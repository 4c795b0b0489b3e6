//! Bridge tests against an in-memory `SqliteStore`.

use std::{sync::Arc, time::Duration};

use affirm_app::{AffirmationService, SettingsService, events};
use affirm_core::settings::ThemeMode;
use affirm_keys::Cipher;
use affirm_store_sqlite::SqliteStore;

use crate::{
  CommandNotifier, CountingNotifier, FileSharedArea, MemorySharedArea,
  MirroredAffirmation, SharedArea, SharedMap, SharedValue, WidgetBridge,
  snapshot::keys,
};

type Bridge = WidgetBridge<SqliteStore, MemorySharedArea, CountingNotifier>;

struct Harness {
  store:        Arc<SqliteStore>,
  affirmations: AffirmationService<SqliteStore>,
  settings:     SettingsService<SqliteStore>,
  area:         MemorySharedArea,
  notifier:     CountingNotifier,
  bridge:       Bridge,
}

fn harness() -> Harness {
  let store = Arc::new(SqliteStore::in_memory(Cipher::ephemeral()));
  let (tx, _) = events::channel();
  let area = MemorySharedArea::default();
  let notifier = CountingNotifier::default();
  Harness {
    affirmations: AffirmationService::new(store.clone(), tx.clone()),
    settings: SettingsService::new(store.clone(), tx),
    bridge: WidgetBridge::new(store.clone(), area.clone(), notifier.clone()),
    area,
    notifier,
    store,
  }
}

fn mirrored_list(area: &MemorySharedArea) -> Vec<MirroredAffirmation> {
  let raw = area.get(keys::LIST).unwrap();
  serde_json::from_str(raw.as_str().unwrap()).unwrap()
}

// ─── Snapshot contents ───────────────────────────────────────────────────────

#[tokio::test]
async fn empty_store_mirrors_defaults() {
  let h = harness();
  h.bridge.sync().await.unwrap();

  let a = &h.area;
  assert_eq!(a.get(keys::HAS_AFFIRMATIONS), Some(SharedValue::Bool(false)));
  assert_eq!(a.get(keys::COUNT), Some(SharedValue::Int(0)));
  assert_eq!(a.get(keys::LIST), Some(SharedValue::Text("[]".into())));
  assert_eq!(a.get(keys::CURRENT_ID), None);
  assert_eq!(a.get(keys::CURRENT_TEXT), None);
  assert_eq!(a.get(keys::THEME_MODE), Some(SharedValue::Text("system".into())));
  assert_eq!(a.get(keys::REFRESH_MODE), Some(SharedValue::Text("hourly".into())));
  assert_eq!(a.get(keys::ROTATION_ENABLED), Some(SharedValue::Bool(true)));
  assert_eq!(a.get(keys::FONT_SIZE_MULTIPLIER), Some(SharedValue::Float(1.0)));
  assert_eq!(h.notifier.count(), 1);
}

#[tokio::test]
async fn current_pick_and_active_list_are_mirrored() {
  let h = harness();
  let shown = h.affirmations.create("I am capable").await.unwrap();
  let hidden = h.affirmations.create("I rest").await.unwrap();
  h.affirmations.set_active(hidden.id, false).await.unwrap();
  h.affirmations.next().await.unwrap();
  h.settings.set_theme_mode(ThemeMode::Dark).await.unwrap();

  h.bridge.sync().await.unwrap();

  assert_eq!(
    h.area.get(keys::CURRENT_ID),
    Some(SharedValue::Text(shown.id.to_string()))
  );
  assert_eq!(
    h.area.get(keys::CURRENT_TEXT),
    Some(SharedValue::Text("I am capable".into()))
  );
  assert_eq!(h.area.get(keys::COUNT), Some(SharedValue::Int(1)));
  assert_eq!(h.area.get(keys::THEME_MODE), Some(SharedValue::Text("dark".into())));
  assert_eq!(
    mirrored_list(&h.area),
    vec![MirroredAffirmation {
      id:        shown.id,
      text:      "I am capable".into(),
      is_active: true,
    }]
  );

  let raw = h.area.get(keys::LIST).unwrap();
  assert!(raw.as_str().unwrap().contains("\"isActive\":true"));
}

#[tokio::test]
async fn deleting_the_only_affirmation_clears_the_mirror() {
  let h = harness();
  let only = h.affirmations.create("only one").await.unwrap();
  h.affirmations.next().await.unwrap();
  h.bridge.sync().await.unwrap();
  assert_eq!(h.area.get(keys::HAS_AFFIRMATIONS), Some(SharedValue::Bool(true)));

  h.affirmations.delete(only.id).await.unwrap();
  h.bridge.sync().await.unwrap();

  assert_eq!(h.area.get(keys::HAS_AFFIRMATIONS), Some(SharedValue::Bool(false)));
  assert_eq!(h.area.get(keys::CURRENT_ID), None);
  assert_eq!(h.area.get(keys::CURRENT_TEXT), None);
  assert!(mirrored_list(&h.area).is_empty());
}

#[tokio::test]
async fn deactivated_pick_is_not_mirrored() {
  let h = harness();
  h.affirmations.create("a").await.unwrap();
  h.affirmations.create("b").await.unwrap();
  h.affirmations.next().await.unwrap();
  let current = h.affirmations.current().await.unwrap().unwrap();

  h.affirmations.set_active(current.id, false).await.unwrap();
  let snapshot = h.bridge.sync().await.unwrap();

  assert!(snapshot.current.is_none());
  assert_eq!(h.area.get(keys::CURRENT_ID), None);
  assert_eq!(snapshot.list.len(), 1);
}

// ─── Failure handling ────────────────────────────────────────────────────────

#[tokio::test]
async fn sync_failures_are_swallowed() {
  let h = harness();
  h.bridge.sync().await.unwrap();
  h.store.close().await.unwrap();

  assert!(h.bridge.sync().await.is_err());
  h.bridge.sync_quietly().await;

  // The last good snapshot stays in place.
  assert_eq!(h.area.get(keys::HAS_AFFIRMATIONS), Some(SharedValue::Bool(false)));
  assert_eq!(h.notifier.count(), 1);
}

// ─── Event loop ──────────────────────────────────────────────────────────────

#[tokio::test]
async fn run_follows_committed_changes() {
  let h = harness();
  let rx = h.affirmations.subscribe();
  let task = h.bridge.spawn(rx);

  h.affirmations.create("first").await.unwrap();
  h.affirmations.create("second").await.unwrap();

  let mut synced = false;
  for _ in 0..100 {
    if h.area.get(keys::COUNT) == Some(SharedValue::Int(2)) {
      synced = true;
      break;
    }
    tokio::time::sleep(Duration::from_millis(10)).await;
  }
  assert!(synced, "bridge never mirrored both affirmations");

  // Dropping every sender ends the loop.
  drop(h.affirmations);
  drop(h.settings);
  tokio::time::timeout(Duration::from_secs(5), task)
    .await
    .unwrap()
    .unwrap();
}

// ─── Areas and notifiers ─────────────────────────────────────────────────────

#[tokio::test]
async fn file_area_replaces_atomically() {
  let dir = tempfile::tempdir().unwrap();
  let path = dir.path().join("group").join("widget.json");
  let area = FileSharedArea::new(&path);

  assert!(area.read().await.unwrap().is_empty());

  let mut first = SharedMap::new();
  first.insert("a".into(), SharedValue::Int(1));
  first.insert("b".into(), SharedValue::Text("x".into()));
  area.replace(first.clone()).await.unwrap();
  assert_eq!(area.read().await.unwrap(), first);

  let mut second = SharedMap::new();
  second.insert("a".into(), SharedValue::Float(2.5));
  area.replace(second.clone()).await.unwrap();
  assert_eq!(area.read().await.unwrap(), second);

  let leftovers: Vec<_> = std::fs::read_dir(path.parent().unwrap())
    .unwrap()
    .map(|e| e.unwrap().file_name())
    .collect();
  assert_eq!(leftovers, vec![std::ffi::OsString::from("widget.json")]);
}

#[tokio::test]
async fn bridge_writes_through_a_file_area() {
  let dir = tempfile::tempdir().unwrap();
  let store = Arc::new(SqliteStore::in_memory(Cipher::ephemeral()));
  let (tx, _) = events::channel();
  let svc = AffirmationService::new(store.clone(), tx);
  svc.create("on disk").await.unwrap();

  let area = FileSharedArea::new(dir.path().join("widget.json"));
  let bridge = WidgetBridge::new(store, area.clone(), CountingNotifier::default());
  bridge.sync().await.unwrap();

  let map = area.read().await.unwrap();
  assert_eq!(map.get(keys::COUNT), Some(&SharedValue::Int(1)));
  assert_eq!(map.get(keys::FONT_SIZE_MULTIPLIER), Some(&SharedValue::Float(1.0)));
  assert_eq!(map.get(keys::HAS_AFFIRMATIONS), Some(&SharedValue::Bool(true)));
}

#[test]
fn command_notifier_parses_command_lines() {
  assert!(CommandNotifier::from_command_line("   ").is_none());
  assert!(CommandNotifier::from_command_line("reload-widgets --all").is_some());
}

#[tokio::test]
async fn absent_notifier_is_a_no_op() {
  let store = Arc::new(SqliteStore::in_memory(Cipher::ephemeral()));
  let area = MemorySharedArea::default();
  let bridge = WidgetBridge::new(store, area.clone(), None::<CommandNotifier>);
  bridge.sync().await.unwrap();
  assert_eq!(area.get(keys::COUNT), Some(SharedValue::Int(0)));
}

:: Task brief ::
Lines from the start of the entries through the one containing "assert_eq!(a.get(keys::CURRENT_ID), None);" are to be set down again exactly, both ends included.

:: Your solution ::
repository 4c795b0b0489b3e6
//! Bridge tests against an in-memory `SqliteStore`.

use std::{sync::Arc, time::Duration};

use affirm_app::{AffirmationService, SettingsService, events};
use affirm_core::settings::ThemeMode;
use affirm_keys::Cipher;
use affirm_store_sqlite::SqliteStore;

use crate::{
  CommandNotifier, CountingNotifier, FileSharedArea, MemorySharedArea,
  MirroredAffirmation, SharedArea, SharedMap, SharedValue, WidgetBridge,
  snapshot::keys,
};

type Bridge = WidgetBridge<SqliteStore, MemorySharedArea, CountingNotifier>;

struct Harness {
  store:        Arc<SqliteStore>,
  affirmations: AffirmationService<SqliteStore>,
  settings:     SettingsService<SqliteStore>,
  area:         MemorySharedArea,
  notifier:     CountingNotifier,
  bridge:       Bridge,
}

fn harness() -> Harness {
  let store = Arc::new(SqliteStore::in_memory(Cipher::ephemeral()));
  let (tx, _) = events::channel();
  let area = MemorySharedArea::default();
  let notifier = CountingNotifier::default();
  Harness {
    affirmations: AffirmationService::new(store.clone(), tx.clone()),
    settings: SettingsService::new(store.clone(), tx),
    bridge: WidgetBridge::new(store.clone(), area.clone(), notifier.clone()),
    area,
    notifier,
    store,
  }
}

fn mirrored_list(area: &MemorySharedArea) -> Vec<MirroredAffirmation> {
  let raw = area.get(keys::LIST).unwrap();
  serde_json::from_str(raw.as_str().unwrap()).unwrap()
}

// ─── Snapshot contents ───────────────────────────────────────────────────────

#[tokio::test]
async fn empty_store_mirrors_defaults() {
  let h = harness();
  h.bridge.sync().await.unwrap();

  let a = &h.area;
  assert_eq!(a.get(keys::HAS_AFFIRMATIONS), Some(SharedValue::Bool(false)));
  assert_eq!(a.get(keys::COUNT), Some(SharedValue::Int(0)));
  assert_eq!(a.get(keys::LIST), Some(SharedValue::Text("[]".into())));
  assert_eq!(a.get(keys::CURRENT_ID), None);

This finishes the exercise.